_WHAT THIS TASK INVOLVES_
Each line of the data that includes the string "length" is to be copied out.

═════ SOURCE MATERIAL ═════

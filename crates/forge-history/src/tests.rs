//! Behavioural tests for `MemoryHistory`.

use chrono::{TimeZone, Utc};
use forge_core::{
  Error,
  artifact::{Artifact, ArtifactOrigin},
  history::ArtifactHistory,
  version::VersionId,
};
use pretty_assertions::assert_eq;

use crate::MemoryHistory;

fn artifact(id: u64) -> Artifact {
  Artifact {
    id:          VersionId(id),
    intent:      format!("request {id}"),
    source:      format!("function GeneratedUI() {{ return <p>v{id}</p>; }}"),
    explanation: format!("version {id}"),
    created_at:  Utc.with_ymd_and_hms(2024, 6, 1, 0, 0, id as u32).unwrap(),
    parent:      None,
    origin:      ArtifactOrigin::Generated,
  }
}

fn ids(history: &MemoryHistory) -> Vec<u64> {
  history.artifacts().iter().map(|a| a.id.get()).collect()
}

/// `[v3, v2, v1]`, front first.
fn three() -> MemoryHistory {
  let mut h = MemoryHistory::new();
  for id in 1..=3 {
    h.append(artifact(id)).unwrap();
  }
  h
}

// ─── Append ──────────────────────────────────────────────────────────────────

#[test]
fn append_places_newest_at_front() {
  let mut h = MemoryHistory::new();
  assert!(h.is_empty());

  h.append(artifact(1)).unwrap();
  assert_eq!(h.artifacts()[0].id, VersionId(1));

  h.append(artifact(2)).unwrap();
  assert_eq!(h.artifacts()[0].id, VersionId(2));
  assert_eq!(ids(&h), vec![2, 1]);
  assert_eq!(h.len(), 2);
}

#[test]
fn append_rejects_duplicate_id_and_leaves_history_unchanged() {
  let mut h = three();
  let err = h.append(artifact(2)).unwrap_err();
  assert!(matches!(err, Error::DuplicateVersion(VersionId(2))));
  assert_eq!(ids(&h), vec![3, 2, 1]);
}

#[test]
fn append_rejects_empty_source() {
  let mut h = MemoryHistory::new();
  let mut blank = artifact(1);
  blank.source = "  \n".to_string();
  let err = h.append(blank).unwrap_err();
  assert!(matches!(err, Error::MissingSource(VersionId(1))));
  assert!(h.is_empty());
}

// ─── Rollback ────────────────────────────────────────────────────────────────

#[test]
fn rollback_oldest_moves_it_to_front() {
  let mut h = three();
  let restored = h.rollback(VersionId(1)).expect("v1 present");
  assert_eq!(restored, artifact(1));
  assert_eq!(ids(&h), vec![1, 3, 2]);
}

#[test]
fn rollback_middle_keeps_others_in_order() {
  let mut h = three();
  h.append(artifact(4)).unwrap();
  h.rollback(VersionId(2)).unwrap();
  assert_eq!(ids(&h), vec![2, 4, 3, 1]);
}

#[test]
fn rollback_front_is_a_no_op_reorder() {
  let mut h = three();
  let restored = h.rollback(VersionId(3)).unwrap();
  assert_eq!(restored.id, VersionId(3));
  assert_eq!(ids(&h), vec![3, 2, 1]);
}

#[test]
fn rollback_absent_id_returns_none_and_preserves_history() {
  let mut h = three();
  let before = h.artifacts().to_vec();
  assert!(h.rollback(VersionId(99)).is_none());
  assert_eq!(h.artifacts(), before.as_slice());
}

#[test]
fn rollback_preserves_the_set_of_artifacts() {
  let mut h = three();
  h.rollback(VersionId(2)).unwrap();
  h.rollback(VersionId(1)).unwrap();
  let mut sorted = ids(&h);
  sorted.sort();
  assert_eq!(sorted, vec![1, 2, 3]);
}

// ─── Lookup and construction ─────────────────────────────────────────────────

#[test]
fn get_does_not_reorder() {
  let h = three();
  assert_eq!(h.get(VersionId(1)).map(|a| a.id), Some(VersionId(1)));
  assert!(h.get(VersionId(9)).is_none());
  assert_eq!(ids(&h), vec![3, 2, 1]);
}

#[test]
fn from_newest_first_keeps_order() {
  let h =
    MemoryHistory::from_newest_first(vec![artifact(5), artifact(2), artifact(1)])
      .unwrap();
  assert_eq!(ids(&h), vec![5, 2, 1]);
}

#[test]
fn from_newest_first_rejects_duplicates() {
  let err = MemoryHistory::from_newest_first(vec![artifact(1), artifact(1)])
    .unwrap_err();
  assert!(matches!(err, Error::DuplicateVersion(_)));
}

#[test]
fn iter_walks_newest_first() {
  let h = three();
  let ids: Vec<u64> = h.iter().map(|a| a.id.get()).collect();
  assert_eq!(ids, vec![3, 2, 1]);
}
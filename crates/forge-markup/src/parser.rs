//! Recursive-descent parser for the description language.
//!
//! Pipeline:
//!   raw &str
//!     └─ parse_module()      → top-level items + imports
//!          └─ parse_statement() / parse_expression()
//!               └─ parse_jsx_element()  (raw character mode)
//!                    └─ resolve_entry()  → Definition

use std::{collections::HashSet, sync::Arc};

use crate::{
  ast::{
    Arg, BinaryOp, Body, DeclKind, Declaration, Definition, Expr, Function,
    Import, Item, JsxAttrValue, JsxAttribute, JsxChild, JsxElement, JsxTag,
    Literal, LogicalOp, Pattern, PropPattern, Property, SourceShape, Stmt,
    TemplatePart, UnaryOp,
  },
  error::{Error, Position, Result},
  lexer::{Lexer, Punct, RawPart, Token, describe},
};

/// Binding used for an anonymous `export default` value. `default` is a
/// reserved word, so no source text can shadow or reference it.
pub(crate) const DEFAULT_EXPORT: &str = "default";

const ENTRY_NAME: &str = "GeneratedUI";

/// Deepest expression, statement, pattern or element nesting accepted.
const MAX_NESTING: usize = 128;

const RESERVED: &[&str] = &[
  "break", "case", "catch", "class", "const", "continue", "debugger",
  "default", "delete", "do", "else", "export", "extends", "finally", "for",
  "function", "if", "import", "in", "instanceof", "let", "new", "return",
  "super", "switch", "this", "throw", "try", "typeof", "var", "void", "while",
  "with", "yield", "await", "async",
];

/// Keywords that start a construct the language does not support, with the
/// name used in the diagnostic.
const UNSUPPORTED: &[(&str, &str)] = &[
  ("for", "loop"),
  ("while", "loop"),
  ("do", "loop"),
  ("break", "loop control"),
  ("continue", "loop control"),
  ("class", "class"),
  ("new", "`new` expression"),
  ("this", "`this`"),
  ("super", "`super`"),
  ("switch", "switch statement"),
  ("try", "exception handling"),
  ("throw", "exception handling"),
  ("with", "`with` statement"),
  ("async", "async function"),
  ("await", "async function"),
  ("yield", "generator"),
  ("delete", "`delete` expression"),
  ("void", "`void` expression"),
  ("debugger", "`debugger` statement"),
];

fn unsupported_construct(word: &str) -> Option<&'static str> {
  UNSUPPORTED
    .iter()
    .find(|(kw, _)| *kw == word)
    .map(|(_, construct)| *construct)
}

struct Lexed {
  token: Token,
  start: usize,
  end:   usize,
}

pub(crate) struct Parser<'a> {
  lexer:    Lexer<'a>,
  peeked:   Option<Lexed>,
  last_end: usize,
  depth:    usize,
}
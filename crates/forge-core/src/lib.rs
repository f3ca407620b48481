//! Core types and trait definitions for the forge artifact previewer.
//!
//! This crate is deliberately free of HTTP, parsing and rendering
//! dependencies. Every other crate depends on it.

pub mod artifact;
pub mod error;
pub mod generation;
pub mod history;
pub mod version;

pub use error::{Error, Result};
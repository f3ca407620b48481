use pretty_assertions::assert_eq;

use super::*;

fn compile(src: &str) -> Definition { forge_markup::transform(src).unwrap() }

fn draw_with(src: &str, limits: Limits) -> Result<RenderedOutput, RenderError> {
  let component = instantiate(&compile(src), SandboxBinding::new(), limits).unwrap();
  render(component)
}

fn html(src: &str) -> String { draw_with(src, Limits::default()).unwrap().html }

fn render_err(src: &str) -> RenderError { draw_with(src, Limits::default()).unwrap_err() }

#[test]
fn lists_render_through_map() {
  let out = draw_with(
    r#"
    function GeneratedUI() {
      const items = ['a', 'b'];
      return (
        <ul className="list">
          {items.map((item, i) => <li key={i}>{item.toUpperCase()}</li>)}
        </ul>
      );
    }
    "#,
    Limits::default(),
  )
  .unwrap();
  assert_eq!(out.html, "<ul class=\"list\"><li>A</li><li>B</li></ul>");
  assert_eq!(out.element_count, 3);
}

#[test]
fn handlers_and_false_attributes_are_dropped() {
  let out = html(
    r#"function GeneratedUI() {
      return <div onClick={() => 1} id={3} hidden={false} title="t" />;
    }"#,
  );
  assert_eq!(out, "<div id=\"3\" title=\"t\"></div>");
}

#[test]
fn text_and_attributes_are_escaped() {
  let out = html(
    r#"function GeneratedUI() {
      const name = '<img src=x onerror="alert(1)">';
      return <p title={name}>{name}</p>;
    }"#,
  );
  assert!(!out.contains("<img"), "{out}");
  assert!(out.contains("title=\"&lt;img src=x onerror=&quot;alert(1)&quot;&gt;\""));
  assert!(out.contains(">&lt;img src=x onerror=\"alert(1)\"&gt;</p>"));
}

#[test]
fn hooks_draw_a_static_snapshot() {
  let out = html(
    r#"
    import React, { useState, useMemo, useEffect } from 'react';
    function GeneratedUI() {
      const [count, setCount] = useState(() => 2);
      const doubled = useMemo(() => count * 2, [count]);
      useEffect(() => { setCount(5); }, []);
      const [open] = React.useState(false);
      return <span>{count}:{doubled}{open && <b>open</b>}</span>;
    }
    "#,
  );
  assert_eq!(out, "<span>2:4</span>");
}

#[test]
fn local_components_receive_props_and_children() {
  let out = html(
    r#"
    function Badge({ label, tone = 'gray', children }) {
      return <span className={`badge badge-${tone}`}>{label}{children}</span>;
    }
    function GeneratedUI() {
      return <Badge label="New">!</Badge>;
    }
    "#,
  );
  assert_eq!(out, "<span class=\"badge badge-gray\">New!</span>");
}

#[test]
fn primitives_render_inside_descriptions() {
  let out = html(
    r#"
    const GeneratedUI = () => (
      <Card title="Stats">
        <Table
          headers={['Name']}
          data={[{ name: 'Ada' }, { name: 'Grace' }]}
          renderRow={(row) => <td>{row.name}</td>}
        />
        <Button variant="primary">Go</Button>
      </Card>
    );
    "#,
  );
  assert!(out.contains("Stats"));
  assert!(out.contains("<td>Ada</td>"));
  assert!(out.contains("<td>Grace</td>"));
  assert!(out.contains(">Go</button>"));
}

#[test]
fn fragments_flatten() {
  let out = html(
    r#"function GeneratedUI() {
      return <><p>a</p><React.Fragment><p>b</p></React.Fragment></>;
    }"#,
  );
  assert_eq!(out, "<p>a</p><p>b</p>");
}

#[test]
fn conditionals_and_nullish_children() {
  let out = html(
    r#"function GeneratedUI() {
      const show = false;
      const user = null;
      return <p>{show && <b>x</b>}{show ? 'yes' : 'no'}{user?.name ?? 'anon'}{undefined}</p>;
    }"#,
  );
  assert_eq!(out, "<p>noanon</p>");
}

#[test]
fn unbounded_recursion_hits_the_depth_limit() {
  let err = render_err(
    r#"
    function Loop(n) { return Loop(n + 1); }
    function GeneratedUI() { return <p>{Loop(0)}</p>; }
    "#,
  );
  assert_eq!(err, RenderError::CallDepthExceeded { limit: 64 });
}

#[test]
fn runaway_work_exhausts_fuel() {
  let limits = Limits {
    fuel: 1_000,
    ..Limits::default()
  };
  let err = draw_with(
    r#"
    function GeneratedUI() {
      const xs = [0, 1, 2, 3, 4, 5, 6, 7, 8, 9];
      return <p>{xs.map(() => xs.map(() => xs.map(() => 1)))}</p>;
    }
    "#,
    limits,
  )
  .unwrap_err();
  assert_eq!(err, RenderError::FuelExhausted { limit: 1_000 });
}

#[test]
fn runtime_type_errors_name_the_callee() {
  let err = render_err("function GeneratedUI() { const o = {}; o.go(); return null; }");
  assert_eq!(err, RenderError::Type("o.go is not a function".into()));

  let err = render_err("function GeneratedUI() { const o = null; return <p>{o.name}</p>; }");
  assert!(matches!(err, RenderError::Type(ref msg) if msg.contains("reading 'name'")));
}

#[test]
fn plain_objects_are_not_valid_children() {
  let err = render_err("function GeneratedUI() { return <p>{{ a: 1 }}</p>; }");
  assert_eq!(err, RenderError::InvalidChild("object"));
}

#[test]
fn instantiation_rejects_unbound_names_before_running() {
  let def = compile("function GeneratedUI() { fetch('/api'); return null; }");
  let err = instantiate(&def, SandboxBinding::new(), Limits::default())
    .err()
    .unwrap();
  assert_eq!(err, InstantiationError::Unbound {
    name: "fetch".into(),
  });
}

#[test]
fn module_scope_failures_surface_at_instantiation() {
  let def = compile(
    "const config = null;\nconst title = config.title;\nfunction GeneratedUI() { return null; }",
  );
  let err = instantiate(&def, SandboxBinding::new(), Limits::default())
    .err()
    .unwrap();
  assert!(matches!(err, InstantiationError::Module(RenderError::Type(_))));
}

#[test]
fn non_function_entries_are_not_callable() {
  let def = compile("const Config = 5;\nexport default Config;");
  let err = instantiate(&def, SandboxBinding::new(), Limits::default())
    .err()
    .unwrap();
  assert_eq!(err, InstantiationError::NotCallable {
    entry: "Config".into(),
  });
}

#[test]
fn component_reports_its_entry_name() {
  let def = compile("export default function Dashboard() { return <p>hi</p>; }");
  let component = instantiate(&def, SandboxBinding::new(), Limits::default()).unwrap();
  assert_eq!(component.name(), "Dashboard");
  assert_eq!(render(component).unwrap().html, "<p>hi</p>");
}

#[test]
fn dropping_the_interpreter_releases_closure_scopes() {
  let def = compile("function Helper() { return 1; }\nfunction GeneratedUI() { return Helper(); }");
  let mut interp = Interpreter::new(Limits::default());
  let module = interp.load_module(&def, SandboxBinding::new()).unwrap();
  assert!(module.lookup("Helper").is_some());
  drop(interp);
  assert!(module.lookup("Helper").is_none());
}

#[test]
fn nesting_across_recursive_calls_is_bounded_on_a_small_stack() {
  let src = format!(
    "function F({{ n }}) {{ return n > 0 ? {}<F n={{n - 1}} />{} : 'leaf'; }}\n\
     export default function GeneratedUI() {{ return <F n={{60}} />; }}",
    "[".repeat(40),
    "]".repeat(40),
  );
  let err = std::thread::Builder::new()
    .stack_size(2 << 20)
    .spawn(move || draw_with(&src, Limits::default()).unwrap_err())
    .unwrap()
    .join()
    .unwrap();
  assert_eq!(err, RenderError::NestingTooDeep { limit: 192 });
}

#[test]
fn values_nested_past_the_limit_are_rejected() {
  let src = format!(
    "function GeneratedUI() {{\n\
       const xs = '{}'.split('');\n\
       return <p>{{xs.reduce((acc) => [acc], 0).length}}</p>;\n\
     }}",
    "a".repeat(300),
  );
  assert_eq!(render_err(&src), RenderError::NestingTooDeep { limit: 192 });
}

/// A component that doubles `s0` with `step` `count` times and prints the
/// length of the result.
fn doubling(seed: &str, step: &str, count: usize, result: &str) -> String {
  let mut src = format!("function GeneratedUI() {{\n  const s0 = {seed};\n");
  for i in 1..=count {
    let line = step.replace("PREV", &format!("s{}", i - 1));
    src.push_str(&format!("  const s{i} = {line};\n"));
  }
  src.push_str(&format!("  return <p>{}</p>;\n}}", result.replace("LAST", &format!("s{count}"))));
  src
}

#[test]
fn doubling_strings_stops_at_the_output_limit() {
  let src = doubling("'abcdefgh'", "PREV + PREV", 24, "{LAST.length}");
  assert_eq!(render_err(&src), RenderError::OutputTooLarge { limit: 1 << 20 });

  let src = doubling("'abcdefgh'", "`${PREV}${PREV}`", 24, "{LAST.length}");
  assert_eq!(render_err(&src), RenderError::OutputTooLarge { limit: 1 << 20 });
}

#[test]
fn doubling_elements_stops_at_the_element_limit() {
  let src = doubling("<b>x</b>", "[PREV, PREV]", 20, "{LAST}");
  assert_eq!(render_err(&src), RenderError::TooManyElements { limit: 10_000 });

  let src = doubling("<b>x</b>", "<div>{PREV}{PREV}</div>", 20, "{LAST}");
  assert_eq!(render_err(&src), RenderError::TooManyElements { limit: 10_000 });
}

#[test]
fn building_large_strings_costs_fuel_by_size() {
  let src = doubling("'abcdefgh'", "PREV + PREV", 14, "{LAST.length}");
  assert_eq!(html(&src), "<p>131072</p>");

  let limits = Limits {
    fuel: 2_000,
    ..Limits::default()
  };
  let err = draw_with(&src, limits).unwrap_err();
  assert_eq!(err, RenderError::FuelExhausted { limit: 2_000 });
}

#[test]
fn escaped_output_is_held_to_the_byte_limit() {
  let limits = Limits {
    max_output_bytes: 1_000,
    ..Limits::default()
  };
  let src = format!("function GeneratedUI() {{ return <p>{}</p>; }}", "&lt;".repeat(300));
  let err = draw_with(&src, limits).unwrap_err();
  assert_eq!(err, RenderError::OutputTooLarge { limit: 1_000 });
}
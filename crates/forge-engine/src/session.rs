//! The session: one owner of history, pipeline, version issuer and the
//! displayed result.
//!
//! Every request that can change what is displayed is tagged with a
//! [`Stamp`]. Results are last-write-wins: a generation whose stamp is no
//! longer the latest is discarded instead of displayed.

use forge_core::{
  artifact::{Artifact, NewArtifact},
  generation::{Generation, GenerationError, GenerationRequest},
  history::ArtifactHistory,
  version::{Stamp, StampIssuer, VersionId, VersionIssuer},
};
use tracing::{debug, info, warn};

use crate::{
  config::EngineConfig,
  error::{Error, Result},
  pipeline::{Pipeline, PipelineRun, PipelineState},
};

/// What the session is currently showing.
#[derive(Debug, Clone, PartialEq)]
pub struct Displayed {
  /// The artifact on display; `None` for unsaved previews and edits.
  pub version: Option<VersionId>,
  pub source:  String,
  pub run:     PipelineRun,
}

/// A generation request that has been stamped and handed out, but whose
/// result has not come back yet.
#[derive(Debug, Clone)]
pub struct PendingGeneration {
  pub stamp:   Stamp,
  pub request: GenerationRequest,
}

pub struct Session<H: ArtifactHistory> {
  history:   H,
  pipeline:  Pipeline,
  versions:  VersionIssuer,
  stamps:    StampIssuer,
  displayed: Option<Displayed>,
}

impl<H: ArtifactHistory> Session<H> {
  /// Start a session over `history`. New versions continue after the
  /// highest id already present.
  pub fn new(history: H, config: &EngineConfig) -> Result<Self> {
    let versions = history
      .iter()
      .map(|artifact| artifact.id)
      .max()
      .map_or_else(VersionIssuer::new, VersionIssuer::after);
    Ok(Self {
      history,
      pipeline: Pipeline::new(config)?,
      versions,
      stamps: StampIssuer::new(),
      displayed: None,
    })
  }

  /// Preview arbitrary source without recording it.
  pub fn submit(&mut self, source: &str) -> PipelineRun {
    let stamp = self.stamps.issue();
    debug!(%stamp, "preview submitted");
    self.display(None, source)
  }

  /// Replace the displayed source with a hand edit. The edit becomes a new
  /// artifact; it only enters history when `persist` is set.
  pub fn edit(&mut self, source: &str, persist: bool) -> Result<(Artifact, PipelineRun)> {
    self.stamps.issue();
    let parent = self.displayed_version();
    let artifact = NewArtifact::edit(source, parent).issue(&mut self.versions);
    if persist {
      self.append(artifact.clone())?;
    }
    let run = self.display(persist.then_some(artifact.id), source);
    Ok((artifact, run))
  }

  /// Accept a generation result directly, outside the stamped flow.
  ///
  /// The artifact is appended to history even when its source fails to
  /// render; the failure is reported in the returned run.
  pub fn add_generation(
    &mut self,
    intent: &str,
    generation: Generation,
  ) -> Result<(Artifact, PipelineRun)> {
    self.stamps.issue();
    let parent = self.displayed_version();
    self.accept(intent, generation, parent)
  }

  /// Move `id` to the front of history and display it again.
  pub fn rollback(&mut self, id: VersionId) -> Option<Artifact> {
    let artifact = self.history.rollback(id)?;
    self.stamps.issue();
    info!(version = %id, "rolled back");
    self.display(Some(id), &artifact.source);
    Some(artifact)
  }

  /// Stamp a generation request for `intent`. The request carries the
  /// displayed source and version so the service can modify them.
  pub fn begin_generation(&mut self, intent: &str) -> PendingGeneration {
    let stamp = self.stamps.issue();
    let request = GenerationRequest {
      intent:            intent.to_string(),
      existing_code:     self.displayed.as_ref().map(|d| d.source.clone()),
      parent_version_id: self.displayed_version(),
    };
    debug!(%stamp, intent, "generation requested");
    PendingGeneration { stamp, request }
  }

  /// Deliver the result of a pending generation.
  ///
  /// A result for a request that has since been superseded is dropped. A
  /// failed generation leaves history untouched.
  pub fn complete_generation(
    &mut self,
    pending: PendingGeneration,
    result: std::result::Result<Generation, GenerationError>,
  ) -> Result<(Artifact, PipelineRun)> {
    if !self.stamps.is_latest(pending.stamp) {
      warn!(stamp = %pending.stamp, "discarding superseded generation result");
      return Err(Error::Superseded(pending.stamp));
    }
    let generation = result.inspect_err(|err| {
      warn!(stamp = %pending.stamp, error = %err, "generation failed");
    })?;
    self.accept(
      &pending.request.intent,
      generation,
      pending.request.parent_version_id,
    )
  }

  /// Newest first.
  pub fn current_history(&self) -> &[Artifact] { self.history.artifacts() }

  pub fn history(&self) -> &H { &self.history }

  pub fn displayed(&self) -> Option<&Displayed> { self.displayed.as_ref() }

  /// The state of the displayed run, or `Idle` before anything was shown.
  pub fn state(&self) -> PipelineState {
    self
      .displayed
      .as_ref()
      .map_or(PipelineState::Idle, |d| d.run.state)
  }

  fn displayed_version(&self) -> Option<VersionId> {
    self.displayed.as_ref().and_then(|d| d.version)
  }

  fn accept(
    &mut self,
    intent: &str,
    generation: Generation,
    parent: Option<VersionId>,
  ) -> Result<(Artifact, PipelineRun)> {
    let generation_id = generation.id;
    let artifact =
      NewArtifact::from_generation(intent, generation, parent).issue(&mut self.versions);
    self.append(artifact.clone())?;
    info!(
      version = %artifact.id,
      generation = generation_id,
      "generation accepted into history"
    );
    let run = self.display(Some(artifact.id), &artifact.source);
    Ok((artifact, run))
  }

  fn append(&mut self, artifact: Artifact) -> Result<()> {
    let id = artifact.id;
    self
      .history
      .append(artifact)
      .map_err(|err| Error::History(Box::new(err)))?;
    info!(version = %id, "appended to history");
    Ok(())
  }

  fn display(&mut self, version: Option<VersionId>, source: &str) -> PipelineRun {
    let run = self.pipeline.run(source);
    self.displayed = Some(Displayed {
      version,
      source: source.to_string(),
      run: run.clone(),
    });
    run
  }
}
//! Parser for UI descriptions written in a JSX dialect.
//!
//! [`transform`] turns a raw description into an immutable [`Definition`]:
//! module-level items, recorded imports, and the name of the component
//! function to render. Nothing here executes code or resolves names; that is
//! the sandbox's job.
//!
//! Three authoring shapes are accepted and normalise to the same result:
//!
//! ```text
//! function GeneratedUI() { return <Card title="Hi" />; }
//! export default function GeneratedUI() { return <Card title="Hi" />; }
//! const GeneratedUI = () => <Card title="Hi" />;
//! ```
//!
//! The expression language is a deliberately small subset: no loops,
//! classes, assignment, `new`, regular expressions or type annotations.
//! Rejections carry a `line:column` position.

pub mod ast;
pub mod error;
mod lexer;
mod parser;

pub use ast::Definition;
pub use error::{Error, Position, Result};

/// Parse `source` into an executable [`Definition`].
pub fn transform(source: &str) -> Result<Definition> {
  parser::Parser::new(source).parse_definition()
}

═════

_OUTPUT FOR THIS EXERCISE_
       return <p>{{xs.reduce((acc) => [acc], 0).length}}</p>;\n\
/// length of the result.
  let src = doubling("'abcdefgh'", "PREV + PREV", 24, "{LAST.length}");
  let src = doubling("'abcdefgh'", "`${PREV}${PREV}`", 24, "{LAST.length}");
  let src = doubling("'abcdefgh'", "PREV + PREV", 14, "{LAST.length}");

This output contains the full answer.